*** Material provided Section Begins ***

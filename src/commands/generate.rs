//! Ladder generation command
//!
//! Runs the whole pipeline: length filter, graph, enumeration, selection.

use crate::core::{Ladder, Word};
use crate::graph::{GraphStrategy, LadderGraph};
use crate::ladder::{ConfigError, LadderConfig, LadderEnumerator, select};
use crate::wordlists::loader::filter_by_length;
use colored::Colorize;
use indicatif::{ProgressBar, ProgressStyle};
use std::time::{Duration, Instant};

/// Options for a generation run
#[derive(Debug, Clone, Copy, Default)]
pub struct GenerateOptions {
    pub config: LadderConfig,
    pub strategy: GraphStrategy,
    /// Suppress progress output
    pub quiet: bool,
}

/// Result of a generation run
#[derive(Debug)]
pub struct GenerateResult {
    pub ladders: Vec<Ladder>,
    pub record_count: usize,
    pub word_count: usize,
    pub connected_count: usize,
    pub raw_count: usize,
    pub graph_duration: Duration,
    pub enumerate_duration: Duration,
    pub total_duration: Duration,
}

/// Filter records to the configured length and build the graph
///
/// # Errors
///
/// Returns `ConfigError` if the configuration is invalid.
pub fn build_graph<S: AsRef<str>>(
    records: &[S],
    config: &LadderConfig,
    strategy: GraphStrategy,
) -> Result<(Vec<Word>, LadderGraph), ConfigError> {
    config.validate()?;

    let words = filter_by_length(records, config.word_length);
    let graph = LadderGraph::build(&words, strategy);
    Ok((words, graph))
}

/// Generate the final ladder list from raw records
///
/// # Errors
///
/// Returns `ConfigError` if the configuration is invalid. The pipeline itself cannot fail.
pub fn run_generate<S: AsRef<str>>(
    records: &[S],
    options: &GenerateOptions,
) -> Result<GenerateResult, ConfigError> {
    let total_start = Instant::now();

    let (words, graph) = build_graph(records, &options.config, options.strategy)?;
    let graph_duration = total_start.elapsed();

    if !options.quiet {
        println!(
            "🔤 Found {} words that are {} characters long",
            words.len().to_string().bright_yellow(),
            options.config.word_length
        );
        println!(
            "🔗 Found {} words with at least one neighbor ({} graph)",
            graph.len().to_string().bright_yellow(),
            options.strategy.name()
        );
    }

    let progress = if options.quiet {
        ProgressBar::hidden()
    } else {
        progress_bar(graph.len())
    };

    let enumerate_start = Instant::now();
    let raw = LadderEnumerator::new(&graph, options.config.max_length).enumerate_parallel(&progress);
    let enumerate_duration = enumerate_start.elapsed();
    let raw_count = raw.len();

    progress.finish_with_message(format!("{raw_count} ladders"));

    let ladders = select(raw, &options.config.selection);

    Ok(GenerateResult {
        ladders,
        record_count: records.len(),
        word_count: words.len(),
        connected_count: graph.len(),
        raw_count,
        graph_duration,
        enumerate_duration,
        total_duration: total_start.elapsed(),
    })
}

fn progress_bar(len: usize) -> ProgressBar {
    let pb = ProgressBar::new(len as u64);
    pb.set_style(
        ProgressStyle::default_bar()
            .template("{spinner:.green} [{bar:40.cyan/blue}] {pos}/{len} start words ({percent}%) | {msg}")
            .unwrap_or_else(|_| ProgressStyle::default_bar())
            .progress_chars("█▓▒░"),
    );
    pb
}

#[cfg(test)]
mod tests {
    use super::*;
    use crate::wordlists::SAMPLE;

    fn quiet() -> GenerateOptions {
        GenerateOptions {
            quiet: true,
            ..GenerateOptions::default()
        }
    }

    #[test]
    fn generates_chain_ladders() {
        let records = ["hello", "cello", "cells", "hippo", "hi"];
        let result = run_generate(&records, &quiet()).unwrap();

        assert_eq!(result.record_count, 5);
        assert_eq!(result.word_count, 4);
        assert_eq!(result.connected_count, 3);
        assert_eq!(result.raw_count, 9);

        let rendered: Vec<String> = result.ladders.iter().map(ToString::to_string).collect();
        assert_eq!(
            rendered,
            vec!["cells → cello → hello", "hello → cello → cells"]
        );
    }

    #[test]
    fn six_word_ladders_survive_default_bound() {
        let records = ["bolts", "belts", "bells", "cells", "calls", "halls", "hills"];
        let result = run_generate(&records, &quiet()).unwrap();
        let rendered: Vec<String> = result.ladders.iter().map(ToString::to_string).collect();

        for expected in [
            "bolts → belts → bells → cells → calls → halls",
            "hills → halls → calls → cells → bells → belts",
            "belts → bells → cells → calls → halls → hills",
            "halls → calls → cells → bells → belts → bolts",
            "bolts → belts → bells → cells → calls → halls → hills",
        ] {
            assert!(rendered.iter().any(|l| l == expected), "missing {expected}");
        }
    }

    #[test]
    fn triangle_collapses_to_single_steps() {
        // Every pair is directly adjacent, so only two-word ladders survive dedup
        let result = run_generate(&["hello", "cello", "jello"], &quiet()).unwrap();

        assert_eq!(result.raw_count, 15);
        assert!(result.ladders.is_empty());
    }

    #[test]
    fn output_is_filtered_and_sorted() {
        let result = run_generate(SAMPLE, &quiet()).unwrap();

        assert!(!result.ladders.is_empty());
        for ladder in &result.ladders {
            assert_ne!(ladder.len(), 2, "{ladder}");
            assert!(!ladder.keeps_first_letter(), "{ladder}");
            assert!(ladder.len() <= 7, "{ladder}");
        }
        for pair in result.ladders.windows(2) {
            assert!(
                (pair[0].len(), pair[0].first()) <= (pair[1].len(), pair[1].first()),
                "{} before {}",
                pair[0],
                pair[1]
            );
        }
    }

    #[test]
    fn strategies_produce_identical_output() {
        let pairwise = run_generate(SAMPLE, &quiet()).unwrap();
        let bucketed = run_generate(
            SAMPLE,
            &GenerateOptions {
                strategy: GraphStrategy::Bucketed,
                ..quiet()
            },
        )
        .unwrap();

        assert_eq!(pairwise.ladders, bucketed.ladders);
        assert_eq!(pairwise.raw_count, bucketed.raw_count);
    }

    #[test]
    fn empty_input_yields_no_ladders() {
        let records: [&str; 0] = [];
        let result = run_generate(&records, &quiet()).unwrap();

        assert!(result.ladders.is_empty());
        assert_eq!(result.raw_count, 0);
    }

    #[test]
    fn invalid_config_is_rejected() {
        let options = GenerateOptions {
            config: LadderConfig {
                max_length: 1,
                ..LadderConfig::default()
            },
            ..quiet()
        };
        assert_eq!(
            run_generate(&["hello"], &options).unwrap_err(),
            ConfigError::MaxLengthTooSmall(1)
        );
    }

    #[test]
    fn word_length_selects_other_lexicon() {
        let options = GenerateOptions {
            config: LadderConfig {
                word_length: 3,
                ..LadderConfig::default()
            },
            ..quiet()
        };
        let result = run_generate(&["cat", "cot", "dot", "hello"], &options).unwrap();

        let rendered: Vec<String> = result.ladders.iter().map(ToString::to_string).collect();
        assert_eq!(rendered, vec!["cat → cot → dot", "dot → cot → cat"]);
    }
}
//! Ladder generation parameters

use std::fmt;

/// Word length selected from the input by default
pub const DEFAULT_WORD_LENGTH: usize = 5;

/// Maximum number of words in an enumerated ladder by default
pub const DEFAULT_MAX_LENGTH: usize = 7;

/// Interest filters applied after deduplication
#[derive(Debug, Clone, Copy, PartialEq, Eq)]
pub struct SelectionConfig {
    /// Drop ladders of exactly two words (a single step)
    pub skip_single_step: bool,
    /// Drop ladders whose first and last words share a leading letter
    pub require_first_letter_change: bool,
}

impl Default for SelectionConfig {
    fn default() -> Self {
        Self {
            skip_single_step: true,
            require_first_letter_change: true,
        }
    }
}

/// Full pipeline configuration
#[derive(Debug, Clone, Copy, PartialEq, Eq)]
pub struct LadderConfig {
    pub word_length: usize,
    pub max_length: usize,
    pub selection: SelectionConfig,
}

impl Default for LadderConfig {
    fn default() -> Self {
        Self {
            word_length: DEFAULT_WORD_LENGTH,
            max_length: DEFAULT_MAX_LENGTH,
            selection: SelectionConfig::default(),
        }
    }
}

/// Error type for unusable configurations
#[derive(Debug, Clone, PartialEq, Eq)]
pub enum ConfigError {
    ZeroWordLength,
    MaxLengthTooSmall(usize),
}

impl fmt::Display for ConfigError {
    fn fmt(&self, f: &mut fmt::Formatter<'_>) -> fmt::Result {
        match self {
            Self::ZeroWordLength => write!(f, "Word length must be at least 1"),
            Self::MaxLengthTooSmall(len) => {
                write!(f, "Maximum ladder length must be at least 2 words, got {len}")
            }
        }
    }
}

impl std::error::Error for ConfigError {}

impl LadderConfig {
    /// Check that the configuration can produce ladders
    ///
    /// # Errors
    /// Returns `ConfigError` if:
    /// - `word_length` is zero
    /// - `max_length` is below two words
    ///
    /// # Examples
    /// ```
    /// use word_ladders::ladder::LadderConfig;
    ///
    /// assert!(LadderConfig::default().validate().is_ok());
    ///
    /// let config = LadderConfig { max_length: 1, ..LadderConfig::default() };
    /// assert!(config.validate().is_err());
    /// ```
    pub const fn validate(&self) -> Result<(), ConfigError> {
        if self.word_length == 0 {
            return Err(ConfigError::ZeroWordLength);
        }
        if self.max_length < 2 {
            return Err(ConfigError::MaxLengthTooSmall(self.max_length));
        }
        Ok(())
    }
}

*** Material provided Section Ends ***

**Directions:**
Please set down again, word for word, only the lines from the start of the entries through the line with "use colored::Colorize;", both ends included.

**Answer:**
filename src/commands/generate.rs
//! Ladder generation command
//!
//! Runs the whole pipeline: length filter, graph, enumeration, selection.

use crate::core::{Ladder, Word};
use crate::graph::{GraphStrategy, LadderGraph};
use crate::ladder::{ConfigError, LadderConfig, LadderEnumerator, select};
use crate::wordlists::loader::filter_by_length;
use colored::Colorize;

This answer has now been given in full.